“I see no choice but to require that all securitizers retain a meaningful part of the securities they issue,” the former chairman of the Federal Reserve said last week before the Committee of Government Oversight and Reform.
As the New York Times states in an article entitled “Greenspan Concedes Error on Regulation,” this new regulation would require “companies selling mortgage-backed securities to hold a significant number themselves.”
The article also notes that “Greenspan admitted he had:
• Put too much faith in the self-correcting power of free markets.
• Failed to anticipate the self-destructive power of wanton mortgage lending.
“Greenspan’s critics say he:
• Encouraged the bubble in housing prices by keeping interest rates too low for too long.
• Failed to rein in the explosive growth of risky and often fraudulent mortgage lending.
“‘You had the authority to prevent irresponsible lending practices that led to the subprime mortgage crisis. You were advised to do so by many others,’ said Representative Henry A. Waxman of California, chairman of the committee.
“‘Do you feel your ideology pushed you to make decisions you wish you had not made?’”
Greenspan: “Yes, I’ve found a flaw.”
Greenspan “refused to accept blame for the crisis but acknowledged his belief in deregulation had been shaken.”

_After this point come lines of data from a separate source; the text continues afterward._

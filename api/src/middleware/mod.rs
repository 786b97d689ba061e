pub mod cors;

pub use cors::*;
//! Twilio SMS gateway
//!
//! Sends messages through the Twilio Messages REST resource. A single
//! attempt is made per send; the resend cooldown is the retry policy.
//!
//! Missing credentials do not prevent construction. The gateway reports
//! itself unavailable and every send fails with `NotConfigured`, which lets
//! the server start and surface the problem per request.

use async_trait::async_trait;
use reqwest::{Client, StatusCode};
use serde::Deserialize;
use std::time::Duration;
use tracing::{error, info, warn};

use bp_core::errors::GatewayError;
use bp_core::services::verification::SmsGateway;
use bp_shared::phone::mask_phone_number;
use bp_shared::SmsConfig;

use super::error_mapping::classify_provider_error;
use crate::InfrastructureError;

pub const DEFAULT_API_BASE_URL: &str = "https://api.twilio.com";

/// Twilio gateway configuration
#[derive(Clone)]
pub struct TwilioConfig {
    pub account_sid: String,
    pub auth_token: String,
    /// Sender number in E.164
    pub from_number: String,
    pub api_base_url: String,
    pub request_timeout: Duration,
}

impl std::fmt::Debug for TwilioConfig {
    fn fmt(&self, f: &mut std::fmt::Formatter<'_>) -> std::fmt::Result {
        f.debug_struct("TwilioConfig")
            .field("account_sid", &self.account_sid)
            .field("auth_token", &"[REDACTED]")
            .field("from_number", &self.from_number)
            .field("api_base_url", &self.api_base_url)
            .field("request_timeout", &self.request_timeout)
            .finish()
    }
}

impl TwilioConfig {
    pub fn from_settings(config: &SmsConfig) -> Self {
        let settings = &config.twilio;
        Self {
            account_sid: settings.account_sid.trim().to_string(),
            auth_token: settings.auth_token.trim().to_string(),
            from_number: settings.from_number.trim().to_string(),
            api_base_url: settings
                .api_base_url
                .as_deref()
                .map(str::trim)
                .filter(|url| !url.is_empty())
                .unwrap_or(DEFAULT_API_BASE_URL)
                .trim_end_matches('/')
                .to_string(),
            request_timeout: Duration::from_secs(config.request_timeout_secs.max(1)),
        }
    }

    /// Names of credential settings that are empty
    pub fn missing_fields(&self) -> Vec<String> {
        [
            ("TWILIO_ACCOUNT_SID", &self.account_sid),
            ("TWILIO_AUTH_TOKEN", &self.auth_token),
            ("TWILIO_PHONE_NUMBER", &self.from_number),
        ]
        .iter()
        .filter(|(_, value)| value.is_empty())
        .map(|(name, _)| name.to_string())
        .collect()
    }

    fn messages_url(&self) -> String {
        format!(
            "{}/2010-04-01/Accounts/{}/Messages.json",
            self.api_base_url, self.account_sid
        )
    }
}

/// Successful message creation response
#[derive(Debug, Deserialize)]
struct MessageResource {
    sid: String,
}

/// Twilio REST error body
#[derive(Debug, Deserialize, PartialEq)]
pub(crate) struct ProviderErrorBody {
    pub code: Option<u32>,
    pub message: Option<String>,
}

/// Turn a non-success response into a `Rejected` error
pub(crate) fn rejection_from_response(status: StatusCode, body: &str) -> GatewayError {
    let parsed: Option<ProviderErrorBody> = serde_json::from_str(body).ok();
    let provider_code = parsed.as_ref().and_then(|b| b.code);
    let detail = parsed
        .and_then(|b| b.message)
        .unwrap_or_else(|| format!("HTTP {}", status.as_u16()));

    GatewayError::Rejected {
        failure: classify_provider_error(provider_code, status.as_u16()),
        provider_code,
        detail,
    }
}

fn transport_error(e: reqwest::Error) -> GatewayError {
    if e.is_timeout() {
        GatewayError::Timeout
    } else {
        GatewayError::Transport {
            message: e.to_string(),
        }
    }
}

/// Twilio REST gateway
pub struct TwilioSmsGateway {
    client: Client,
    config: TwilioConfig,
    missing: Vec<String>,
}

impl TwilioSmsGateway {
    pub fn new(config: TwilioConfig) -> Result<Self, InfrastructureError> {
        let client = Client::builder().timeout(config.request_timeout).build()?;
        let missing = config.missing_fields();

        if missing.is_empty() {
            info!(
                from = %mask_phone_number(&config.from_number),
                "Twilio SMS gateway initialized"
            );
        } else {
            warn!(
                missing = ?missing,
                "Twilio SMS gateway is missing credentials; sends will fail until configured"
            );
        }

        Ok(Self {
            client,
            config,
            missing,
        })
    }

    pub fn config(&self) -> &TwilioConfig {
        &self.config
    }
}

#[async_trait]
impl SmsGateway for TwilioSmsGateway {
    async fn send(&self, phone: &str, message: &str) -> Result<String, GatewayError> {
        if !self.missing.is_empty() {
            return Err(GatewayError::NotConfigured {
                missing: self.missing.clone(),
            });
        }

        let masked = mask_phone_number(phone);
        let params = [
            ("To", phone),
            ("From", self.config.from_number.as_str()),
            ("Body", message),
        ];

        let response = self
            .client
            .post(self.config.messages_url())
            .basic_auth(&self.config.account_sid, Some(&self.config.auth_token))
            .form(&params)
            .send()
            .await
            .map_err(|e| {
                let err = transport_error(e);
                error!(phone = %masked, error = %err, "Twilio request failed");
                err
            })?;

        let status = response.status();
        let body = response.text().await.map_err(transport_error)?;

        if !status.is_success() {
            let err = rejection_from_response(status, &body);
            warn!(
                phone = %masked,
                status = status.as_u16(),
                provider_code = ?err.provider_code(),
                failure = %err.failure(),
                "Twilio rejected message"
            );
            return Err(err);
        }

        let resource: MessageResource =
            serde_json::from_str(&body).map_err(|e| GatewayError::Transport {
                message: format!("unexpected Twilio response: {}", e),
            })?;

        info!(phone = %masked, message_sid = %resource.sid, "SMS sent via Twilio");
        Ok(resource.sid)
    }

    fn provider_name(&self) -> &str {
        "twilio"
    }

    fn is_available(&self) -> bool {
        self.missing.is_empty()
    }
}
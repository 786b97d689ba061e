//! Cache configuration module

use serde::{Deserialize, Serialize};

/// Redis configuration used by the Redis OTP store
#[derive(Debug, Clone, Deserialize, Serialize)]
pub struct CacheConfig {
    /// Redis connection URL
    pub url: String,

    /// Connection timeout in seconds
    pub connection_timeout: u64,

    /// Number of attempts for transient connection failures
    #[serde(default = "default_max_retries")]
    pub max_retries: u32,

    /// Optional key prefix, prepended as `{prefix}:` to every key
    #[serde(default)]
    pub key_prefix: Option<String>,
}

impl Default for CacheConfig {
    fn default() -> Self {
        Self {
            url: String::from("redis://localhost:6379"),
            connection_timeout: 5,
            max_retries: default_max_retries(),
            key_prefix: None,
        }
    }
}

impl CacheConfig {
    /// Create from environment variables
    pub fn from_env() -> Self {
        let url = std::env::var("REDIS_URL")
            .unwrap_or_else(|_| "redis://localhost:6379".to_string());
        let key_prefix = std::env::var("REDIS_KEY_PREFIX").ok().filter(|p| !p.is_empty());

        Self {
            url,
            key_prefix,
            ..Default::default()
        }
    }

    /// Create a new cache configuration with URL
    pub fn new(url: impl Into<String>) -> Self {
        Self {
            url: url.into(),
            ..Default::default()
        }
    }

    /// Set the key prefix for all cache keys
    pub fn with_prefix(mut self, prefix: impl Into<String>) -> Self {
        self.key_prefix = Some(prefix.into());
        self
    }

    /// Generate a cache key with prefix
    pub fn make_key(&self, key: &str) -> String {
        match &self.key_prefix {
            Some(prefix) => format!("{}:{}", prefix, key),
            None => key.to_string(),
        }
    }
}

fn default_max_retries() -> u32 {
    3
}
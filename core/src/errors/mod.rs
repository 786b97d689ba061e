//! Domain-specific error types and error handling.

mod types;

pub use types::{DispatchFailure, GatewayError, StoreError};

use bp_shared::error_codes;
use thiserror::Error;

/// Every way an issue or verify request can fail
///
/// Each variant maps to exactly one actionable user message.
#[derive(Error, Debug, Clone, PartialEq)]
pub enum VerificationError {
    #[error("Validation error on {field}: {message}")]
    Validation { field: String, message: String },

    #[error("Resend cooldown active, retry after {retry_after_seconds}s")]
    CooldownActive { retry_after_seconds: u64 },

    #[error("No active verification code")]
    NotFoundOrExpired,

    #[error("Verification code expired")]
    Expired,

    #[error("Too many failed attempts")]
    LockedOut,

    #[error("Invalid verification code, {remaining_attempts} attempt(s) remaining")]
    InvalidCode { remaining_attempts: u32 },

    #[error("SMS dispatch failed: {failure}")]
    Dispatch {
        failure: DispatchFailure,
        provider_code: Option<u32>,
    },

    #[error("Verification service not configured: {message}")]
    Configuration { message: String },

    #[error("OTP persistence failed (after dispatch: {after_dispatch}): {message}")]
    Persistence { message: String, after_dispatch: bool },
}

impl VerificationError {
    pub fn validation(field: impl Into<String>, message: impl Into<String>) -> Self {
        VerificationError::Validation {
            field: field.into(),
            message: message.into(),
        }
    }

    /// Translates a gateway failure at the service boundary
    pub fn from_gateway(err: &GatewayError) -> Self {
        match err {
            GatewayError::NotConfigured { missing } => VerificationError::Configuration {
                message: format!("missing {}", missing.join(", ")),
            },
            other => VerificationError::Dispatch {
                failure: other.failure(),
                provider_code: other.provider_code(),
            },
        }
    }

    pub fn from_store(err: &StoreError, after_dispatch: bool) -> Self {
        VerificationError::Persistence {
            message: err.to_string(),
            after_dispatch,
        }
    }

    /// Machine-readable code for the `error` field
    pub fn error_code(&self) -> &'static str {
        match self {
            VerificationError::Validation { .. } => error_codes::VALIDATION_ERROR,
            VerificationError::CooldownActive { .. } => error_codes::COOLDOWN_ACTIVE,
            VerificationError::NotFoundOrExpired => error_codes::NOT_FOUND_OR_EXPIRED,
            VerificationError::Expired => error_codes::EXPIRED,
            VerificationError::LockedOut => error_codes::LOCKED_OUT,
            VerificationError::InvalidCode { .. } => error_codes::INVALID_CODE,
            VerificationError::Dispatch { failure, .. } => failure.code(),
            VerificationError::Configuration { .. } => error_codes::CONFIGURATION_ERROR,
            VerificationError::Persistence { .. } => error_codes::PERSISTENCE_ERROR,
        }
    }

    /// User-facing message; never includes internal detail
    pub fn user_message(&self) -> String {
        match self {
            VerificationError::Validation { message, .. } => message.clone(),
            VerificationError::CooldownActive { retry_after_seconds } => format!(
                "Please wait {} second(s) before requesting a new code",
                retry_after_seconds
            ),
            VerificationError::NotFoundOrExpired => {
                "No active code for this number. Request a new code".to_string()
            }
            VerificationError::Expired => "Code expired. Request a new code".to_string(),
            VerificationError::LockedOut => {
                "Too many incorrect attempts. Request a new code".to_string()
            }
            VerificationError::InvalidCode { remaining_attempts } => format!(
                "Incorrect code. {} attempt(s) remaining",
                remaining_attempts
            ),
            VerificationError::Dispatch { failure, .. } => failure.user_message().to_string(),
            VerificationError::Configuration { .. } => {
                DispatchFailure::ServiceUnavailable.user_message().to_string()
            }
            VerificationError::Persistence { .. } => {
                "Something went wrong. Please try again".to_string()
            }
        }
    }
}

pub type VerificationResult<T> = Result<T, VerificationError>;

#[cfg(test)]
mod tests {
    use super::*;

    #[test]
    fn test_not_configured_becomes_configuration_error() {
        let err = VerificationError::from_gateway(&GatewayError::NotConfigured {
            missing: vec!["TWILIO_AUTH_TOKEN".to_string()],
        });
        assert_eq!(err.error_code(), "CONFIGURATION_ERROR");
        assert_eq!(err.user_message(), "Verification temporarily unavailable");
    }

    #[test]
    fn test_rejection_keeps_subtype_and_provider_code() {
        let err = VerificationError::from_gateway(&GatewayError::Rejected {
            failure: DispatchFailure::UnsupportedRegion,
            provider_code: Some(21408),
            detail: "Permission to send an SMS has not been enabled".to_string(),
        });
        assert_eq!(
            err,
            VerificationError::Dispatch {
                failure: DispatchFailure::UnsupportedRegion,
                provider_code: Some(21408),
            }
        );
        assert_eq!(err.user_message(), "SMS not available for your region");
        assert_eq!(err.error_code(), "UNSUPPORTED_REGION");
    }

    #[test]
    fn test_timeout_and_transport_classification() {
        assert_eq!(GatewayError::Timeout.failure(), DispatchFailure::ServiceUnavailable);
        let transport = GatewayError::Transport {
            message: "connection reset".to_string(),
        };
        assert_eq!(transport.failure(), DispatchFailure::GenericDispatchFailure);
        assert_eq!(
            VerificationError::from_gateway(&transport).user_message(),
            "Failed to send code, try again"
        );
    }

    #[test]
    fn test_persistence_message_hides_detail() {
        let err = VerificationError::from_store(&StoreError::unavailable("mysql gone away"), true);
        assert!(!err.user_message().contains("mysql"));
        assert!(err.to_string().contains("after dispatch: true"));
    }

    #[test]
    fn test_number_specific_failures() {
        assert!(DispatchFailure::InvalidNumber.is_number_specific());
        assert!(!DispatchFailure::ServiceUnavailable.is_number_specific());
        assert!(!DispatchFailure::GenericDispatchFailure.is_number_specific());
    }
}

Greenspan Agrees with Democrats: Wall Street to Blame The article also notes that “Republican lawmakers on the oversight committee tried to blame the mortgage meltdown on the unchecked growth of Fannie Mae and Freddie Mac, the giant government-sponsored mortgage-finance companies placed in a government conservatorship last month.” Republicans, including Senator John McCain, have argued that Democratic lawmakers such as Senator Barack Obama have “blocked measures to reform” Fannie Mae and Freddie Mac.
“But,” the Times continues, “Greenspan placed far more blame on the Wall Street companies that bundled subprime mortgages into pools and sold them as mortgage-backed securities.
“‘Global demand for the securities was so high,’ he said, ‘that Wall Street companies pressured lenders to lower their standards.’
“‘The evidence strongly suggests that without the excess demand from securitizers, subprime mortgage originations…would have been far smaller and defaults…far lower,’ [Greenspan] said.”